[EXERCISE AIM]
Your answer should be every line of the records that contains the word "distfiles", copied as it stands.

[Dataset items]

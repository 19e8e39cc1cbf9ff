//! Shell completions

use crate::Cli;
use clap::CommandFactory;
use clap_complete::Shell;

/// Print a completion script for `shell` to stdout
pub fn completions(shell: Shell) {
    let mut cmd = Cli::command();
    let name = cmd.get_name().to_string();
    clap_complete::generate(shell, &mut cmd, name, &mut std::io::stdout());
}
//! Derive the reported version from git tags.
//!
//! Falls back to the Cargo.toml version outside a git checkout.

fn main() {
    println!("cargo:rerun-if-changed=../../.git/HEAD");

    let version = std::process::Command::new("git")
        .args(["describe", "--tags", "--always", "--dirty=-dev"])
        .output()
        .ok()
        .filter(|o| o.status.success())
        .and_then(|o| String::from_utf8(o.stdout).ok())
        .map(|s| s.trim().trim_start_matches('v').to_string())
        .filter(|s| !s.is_empty())
        .unwrap_or_else(|| env!("CARGO_PKG_VERSION").to_string());

    println!("cargo:rustc-env=KMU_VERSION={version}");
}
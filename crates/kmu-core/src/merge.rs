//! Flag merging.
//!
//! Folds a new list of directives into the flags already stored for a
//! package. A directive either enables (`flag`, `+flag`) or disables
//! (`-flag`) a name:
//!
//! | stored  | directive | result            |
//! |---------|-----------|-------------------|
//! | `f`     | `-f`      | `-f` (in place)   |
//! | `-f`    | `-f`      | unchanged         |
//! | `-f`    | `f`       | `f` (in place)    |
//! | `f`     | `f`       | unchanged         |
//! | absent  | either    | appended          |

use crate::tokenize::{Flag, leading_field, tokenize};
use thiserror::Error;

/// Reasons a merge is refused. Nothing is persisted when one is returned.
#[derive(Error, Debug, Clone, PartialEq, Eq)]
pub enum MergeError {
    /// The new token list has no identity token.
    #[error("no package identity given")]
    MissingIdentity,

    /// A token had a polarity marker but no flag name.
    #[error("empty flag name in '{0}'")]
    EmptyFlag(String),
}

/// Caller-selected knobs for [`merge`].
#[derive(Debug, Clone, Copy, Default, PartialEq, Eq)]
pub struct MergeOptions {
    /// Write positive alphabetic directives as `+flag`.
    pub explicit_plus: bool,
}

/// Merge `new` into `old`.
///
/// Both slices are token sequences as produced by [`tokenize`]: element 0 is
/// the identity, the rest are flags. The result carries `new[0]` verbatim
/// followed by the merged flags.
///
/// # Errors
///
/// [`MergeError::MissingIdentity`] when `new` is empty or its identity is
/// blank, [`MergeError::EmptyFlag`] when any token is a bare `+` or `-`.
///
/// # Example
///
/// ```
/// use kmu_core::{merge, tokenize, MergeOptions};
///
/// let old = tokenize("pkgA flagX -flagY");
/// let new = tokenize("pkgA +flagX flagZ -flagW");
/// let merged = merge(&old, &new, MergeOptions::default()).unwrap();
/// assert_eq!(merged.join(" "), "pkgA flagX -flagY flagZ -flagW");
/// ```
pub fn merge(
    old: &[String],
    new: &[String],
    options: MergeOptions,
) -> Result<Vec<String>, MergeError> {
    let (identity, directives) = new.split_first().ok_or(MergeError::MissingIdentity)?;
    if identity.is_empty() {
        return Err(MergeError::MissingIdentity);
    }

    let stored = old
        .iter()
        .skip(1)
        .map(|token| Flag::parse(token).ok_or_else(|| MergeError::EmptyFlag(token.clone())))
        .collect::<Result<Vec<_>, _>>()?;

    let directives = directives
        .iter()
        .filter(|token| !token.is_empty())
        .map(|token| {
            Flag::directive(token, options.explicit_plus)
                .ok_or_else(|| MergeError::EmptyFlag(token.clone()))
        })
        .collect::<Result<Vec<_>, _>>()?;

    let merged = merge_flags(&stored, &directives);

    Ok(std::iter::once(identity.clone())
        .chain(merged.iter().map(ToString::to_string))
        .collect())
}

/// Apply `directives` on top of `stored` and return the resulting flag set.
///
/// The first stored entry with a given name is the one a directive acts on.
/// Later stored entries with the same name are dropped so the result never
/// names a flag twice.
pub fn merge_flags(stored: &[Flag], directives: &[Flag]) -> Vec<Flag> {
    let mut working: Vec<Flag> = Vec::with_capacity(stored.len() + directives.len());

    for flag in stored {
        if working.iter().any(|seen| seen.name() == flag.name()) {
            tracing::debug!("dropping repeated flag '{flag}'");
            continue;
        }
        working.push(flag.clone());
    }

    for directive in directives {
        match working
            .iter_mut()
            .find(|flag| flag.name() == directive.name())
        {
            Some(existing) if existing.is_enabled() == directive.is_enabled() => {
                tracing::trace!("'{existing}' already satisfies '{directive}'");
            }
            Some(existing) => {
                tracing::debug!("flipping '{existing}' to '{directive}'");
                *existing = directive.clone();
            }
            None => {
                tracing::debug!("appending '{directive}'");
                working.push(directive.clone());
            }
        }
    }

    working
}

/// Merge the directives of `new_line` into the stored record `old_line`.
///
/// Works on whole record text. The identity written back is the first field
/// of `new_line` as typed, so version operators the user supplied survive.
///
/// # Errors
///
/// See [`merge`].
pub fn merge_line(old_line: &str, new_line: &str, options: MergeOptions) -> Result<String, MergeError> {
    let old = tokenize(old_line);
    let mut new = tokenize(new_line);

    if let (Some(first), Some(raw)) = (new.first_mut(), leading_field(new_line)) {
        raw.clone_into(first);
    }

    Ok(merge(&old, &new, options)?.join(" "))
}
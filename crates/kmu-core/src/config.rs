//! Runtime configuration.
//!
//! Every setting has a default matching a stock Gentoo layout. A TOML file
//! can override any of them:
//!
//! ```toml
//! use = "/etc/portage/package.use/kmu"
//! distfiles = "/var/cache/distfiles"
//! reserved = ["samba", "firefox"]
//! explicit_plus = true
//! ```

use crate::distfiles::Growth;
use crate::paths;
use crate::types::Category;
use serde::Deserialize;
use std::path::{Path, PathBuf};
use thiserror::Error;

/// Problems loading a configuration file.
#[derive(Error, Debug)]
pub enum ConfigError {
    /// The file could not be read.
    #[error("failed to read config {}: {source}", path.display())]
    Read {
        /// Config file path.
        path: PathBuf,
        /// Underlying error.
        source: std::io::Error,
    },

    /// The file is not valid TOML or has unknown keys.
    #[error("invalid config {}: {source}", path.display())]
    Parse {
        /// Config file path.
        path: PathBuf,
        /// Parser error.
        source: toml::de::Error,
    },
}

/// Paths and policies for one run.
#[derive(Debug, Clone, PartialEq, Eq, Deserialize)]
#[serde(default, deny_unknown_fields)]
pub struct Config {
    /// `package.keywords` list.
    pub keywords: PathBuf,
    /// `package.mask` list.
    pub mask: PathBuf,
    /// `package.use` list.
    #[serde(rename = "use")]
    pub use_flags: PathBuf,
    /// `package.unmask` list.
    pub unmask: PathBuf,
    /// Download cache scanned by cleanup.
    pub distfiles: PathBuf,
    /// Ebuild repository searched for atom suggestions.
    pub repository: PathBuf,
    /// Substrings of file names cleanup must never delete.
    pub reserved: Vec<String>,
    /// Emit positive directives as `+flag`.
    pub explicit_plus: bool,
    /// Initial slot count of the duplicate index.
    pub index_capacity: usize,
    /// What the duplicate index does when it fills up.
    pub index_growth: Growth,
}

impl Default for Config {
    fn default() -> Self {
        Self {
            keywords: PathBuf::from(paths::DEFAULT_KEYWORDS),
            mask: PathBuf::from(paths::DEFAULT_MASK),
            use_flags: PathBuf::from(paths::DEFAULT_USE),
            unmask: PathBuf::from(paths::DEFAULT_UNMASK),
            distfiles: PathBuf::from(paths::DEFAULT_DISTFILES),
            repository: PathBuf::from(paths::DEFAULT_REPOSITORY),
            reserved: crate::distfiles::DEFAULT_RESERVED
                .iter()
                .map(ToString::to_string)
                .collect(),
            explicit_plus: false,
            index_capacity: 1024,
            index_growth: Growth::default(),
        }
    }
}

impl Config {
    /// Parse TOML text. `origin` is only used in error messages.
    ///
    /// # Errors
    ///
    /// Returns [`ConfigError::Parse`] on malformed input or unknown keys.
    pub fn parse(text: &str, origin: &Path) -> Result<Self, ConfigError> {
        toml::from_str(text).map_err(|source| ConfigError::Parse {
            path: origin.to_path_buf(),
            source,
        })
    }

    /// Load a config file.
    ///
    /// # Errors
    ///
    /// Returns [`ConfigError::Read`] if the file cannot be read and
    /// [`ConfigError::Parse`] if it is malformed.
    pub fn load(path: &Path) -> Result<Self, ConfigError> {
        let text = std::fs::read_to_string(path).map_err(|source| ConfigError::Read {
            path: path.to_path_buf(),
            source,
        })?;
        Self::parse(&text, path)
    }

    /// Resolve the configuration for a run.
    ///
    /// An `explicit` file must exist. Otherwise the first existing file from
    /// [`paths::config_candidates`] is used, falling back to defaults. When
    /// `prefix` is given every path is moved under it.
    ///
    /// # Errors
    ///
    /// Propagates [`Config::load`] failures.
    pub fn discover(explicit: Option<&Path>, prefix: Option<&Path>) -> Result<Self, ConfigError> {
        let config = if let Some(path) = explicit {
            Self::load(path)?
        } else if let Some(found) = paths::config_candidates(prefix)
            .into_iter()
            .find(|p| p.is_file())
        {
            tracing::debug!("using config {}", found.display());
            Self::load(&found)?
        } else {
            Self::default()
        };

        Ok(match prefix {
            Some(prefix) => config.with_prefix(prefix),
            None => config,
        })
    }

    /// Move every path under `prefix`.
    pub fn with_prefix(mut self, prefix: &Path) -> Self {
        for path in [
            &mut self.keywords,
            &mut self.mask,
            &mut self.use_flags,
            &mut self.unmask,
            &mut self.distfiles,
            &mut self.repository,
        ] {
            *path = paths::prefixed(prefix, path);
        }
        self
    }

    /// The list file backing `category`.
    pub fn list_path(&self, category: Category) -> &Path {
        match category {
            Category::Keyword => &self.keywords,
            Category::Mask => &self.mask,
            Category::Use | Category::Linguas => &self.use_flags,
            Category::Unmask => &self.unmask,
        }
    }
}
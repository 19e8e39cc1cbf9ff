//! `kmu delete`: remove records matching any key.

use super::Context;
use crate::ui::render::pending_deletion_lines;
use anyhow::{Result, bail};
use kmu_core::Category;

/// What [`delete`] did.
#[derive(Debug, Clone, PartialEq, Eq)]
pub enum DeleteOutcome {
    /// No live record contained any key.
    NoMatch,
    /// These records were removed.
    Deleted { texts: Vec<String> },
    /// Several records matched and the user refused.
    Declined { texts: Vec<String> },
}

/// Tombstone every live record containing any of `keys`, then rewrite.
///
/// A single match is removed straight away; several need confirmation.
pub fn delete(ctx: &Context, category: Category, keys: &[String]) -> Result<DeleteOutcome> {
    let keys: Vec<&str> = keys
        .iter()
        .map(|k| k.trim())
        .filter(|k| !k.is_empty())
        .collect();
    if keys.is_empty() {
        bail!("Nothing to delete: expected at least one key");
    }

    let mut store = ctx.open_store(category)?;
    let texts = store.list_mut().mark_matching(&keys);

    match texts.len() {
        0 => return Ok(DeleteOutcome::NoMatch),
        1 => {}
        n => {
            ctx.reporter
                .warning(&format!("{n} records match in the {category} list:"));
            for line in pending_deletion_lines(&texts) {
                ctx.reporter.detail(&line);
            }
            if !ctx.confirm(&format!("Delete all {n} records?")) {
                return Ok(DeleteOutcome::Declined { texts });
            }
        }
    }

    ctx.save_store(&mut store)?;
    Ok(DeleteOutcome::Deleted { texts })
}

#[cfg(test)]
mod tests {
    use super::*;
    use crate::ops::testing::{RecordingReporter, context};
    use std::fs;
    use std::sync::Arc;
    use tempfile::TempDir;

    const MASK: &str = "\
# local masks
>=www-client/firefox-130
www-client/chromium
app-misc/jq
";

    fn keys(list: &[&str]) -> Vec<String> {
        list.iter().map(ToString::to_string).collect()
    }

    fn seeded(dir: &TempDir, answer: bool) -> Context {
        let ctx = context(dir.path(), answer);
        let path = ctx.config.list_path(Category::Mask);
        fs::create_dir_all(path.parent().unwrap()).unwrap();
        fs::write(path, MASK).unwrap();
        ctx
    }

    fn read(ctx: &Context) -> String {
        fs::read_to_string(ctx.config.list_path(Category::Mask)).unwrap()
    }

    #[test]
    fn test_single_match_deleted_without_prompt() {
        let dir = TempDir::new().unwrap();
        // A refusing policy proves no question was asked.
        let ctx = seeded(&dir, false);

        let outcome = delete(&ctx, Category::Mask, &keys(&["jq"])).unwrap();
        assert_eq!(outcome, DeleteOutcome::Deleted { texts: keys(&["app-misc/jq"]) });
        assert_eq!(
            read(&ctx),
            "# local masks\n>=www-client/firefox-130\nwww-client/chromium\n"
        );
    }

    #[test]
    fn test_no_match_leaves_file() {
        let dir = TempDir::new().unwrap();
        let ctx = seeded(&dir, true);
        assert_eq!(delete(&ctx, Category::Mask, &keys(&["vim"])).unwrap(), DeleteOutcome::NoMatch);
        assert_eq!(read(&ctx), MASK);
    }

    #[test]
    fn test_several_matches_need_confirmation() {
        let dir = TempDir::new().unwrap();
        let ctx = seeded(&dir, false);
        let outcome = delete(&ctx, Category::Mask, &keys(&["www-client"])).unwrap();
        assert!(matches!(outcome, DeleteOutcome::Declined { ref texts } if texts.len() == 2));
        assert_eq!(read(&ctx), MASK);

        let ctx = seeded(&dir, true);
        let outcome = delete(&ctx, Category::Mask, &keys(&["www-client"])).unwrap();
        assert!(matches!(outcome, DeleteOutcome::Deleted { ref texts } if texts.len() == 2));
        assert_eq!(read(&ctx), "# local masks\napp-misc/jq\n");
    }

    #[test]
    fn test_matches_listed_before_prompt() {
        let dir = TempDir::new().unwrap();
        let mut ctx = seeded(&dir, false);
        let reporter = Arc::new(RecordingReporter::default());
        ctx.reporter = reporter.clone();

        delete(&ctx, Category::Mask, &keys(&["www-client"])).unwrap();
        let details = reporter.details();
        assert_eq!(details.len(), 2);
        assert!(details[0].ends_with(">=www-client/firefox-130"));
        assert!(details[1].ends_with("www-client/chromium"));
    }

    #[test]
    fn test_comments_are_not_matched() {
        let dir = TempDir::new().unwrap();
        let ctx = seeded(&dir, true);
        let outcome = delete(&ctx, Category::Mask, &keys(&["local"])).unwrap();
        assert_eq!(outcome, DeleteOutcome::NoMatch);
    }

    #[test]
    fn test_blank_keys_rejected() {
        let dir = TempDir::new().unwrap();
        let ctx = seeded(&dir, true);
        assert!(delete(&ctx, Category::Mask, &keys(&["", " "])).is_err());
    }
}
//! UI Theme - colors and icons shared by every printer.

use crossterm::style::Color;

/// Default theme for kmu output
#[derive(Debug, Clone, Default)]
pub struct Theme {
    /// Colors for different UI elements
    pub colors: ColorScheme,
    /// Status icons
    pub icons: Icons,
}

/// Color scheme for UI elements
#[derive(Debug, Clone)]
pub struct ColorScheme {
    /// Package identities
    pub package_name: Color,
    /// Flags and secondary info
    pub secondary: Color,
    /// Headers and labels
    pub header: Color,
    /// Success states
    pub success: Color,
    /// Warning states
    pub warning: Color,
    /// Error states
    pub error: Color,
    /// Files about to be removed
    pub removed: Color,
}

impl Default for ColorScheme {
    fn default() -> Self {
        Self {
            package_name: Color::Cyan,
            secondary: Color::DarkGrey,
            header: Color::DarkGrey,
            success: Color::Green,
            warning: Color::Yellow,
            error: Color::Red,
            removed: Color::Red,
        }
    }
}

/// Status icons for different states
#[derive(Debug, Clone)]
pub struct Icons {
    /// Success/completed state (✓)
    pub success: &'static str,
    /// Error/failed state (✗)
    pub error: &'static str,
    /// Warning state (⚠)
    pub warning: &'static str,
    /// Info/Tip state (ℹ)
    pub info: &'static str,
}

impl Default for Icons {
    fn default() -> Self {
        Self {
            success: "✓",
            error: "✗",
            warning: "⚠",
            info: "ℹ",
        }
    }
}

/// Format bytes for human-readable display
pub fn format_size(bytes: u64) -> String {
    let kb = bytes as f64 / 1024.0;
    let mb = kb / 1024.0;
    if mb >= 1024.0 {
        format!("{:.1} GB", mb / 1024.0)
    } else if kb >= 1024.0 {
        format!("{mb:.1} MB")
    } else if kb >= 1.0 {
        format!("{kb:.1} KB")
    } else {
        format!("{bytes} B")
    }
}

[ANSWER TO THE EXERCISE]
//! distfiles = "/var/cache/distfiles"
use crate::distfiles::Growth;
    pub distfiles: PathBuf,
            distfiles: PathBuf::from(paths::DEFAULT_DISTFILES),
            reserved: crate::distfiles::DEFAULT_RESERVED
            &mut self.distfiles,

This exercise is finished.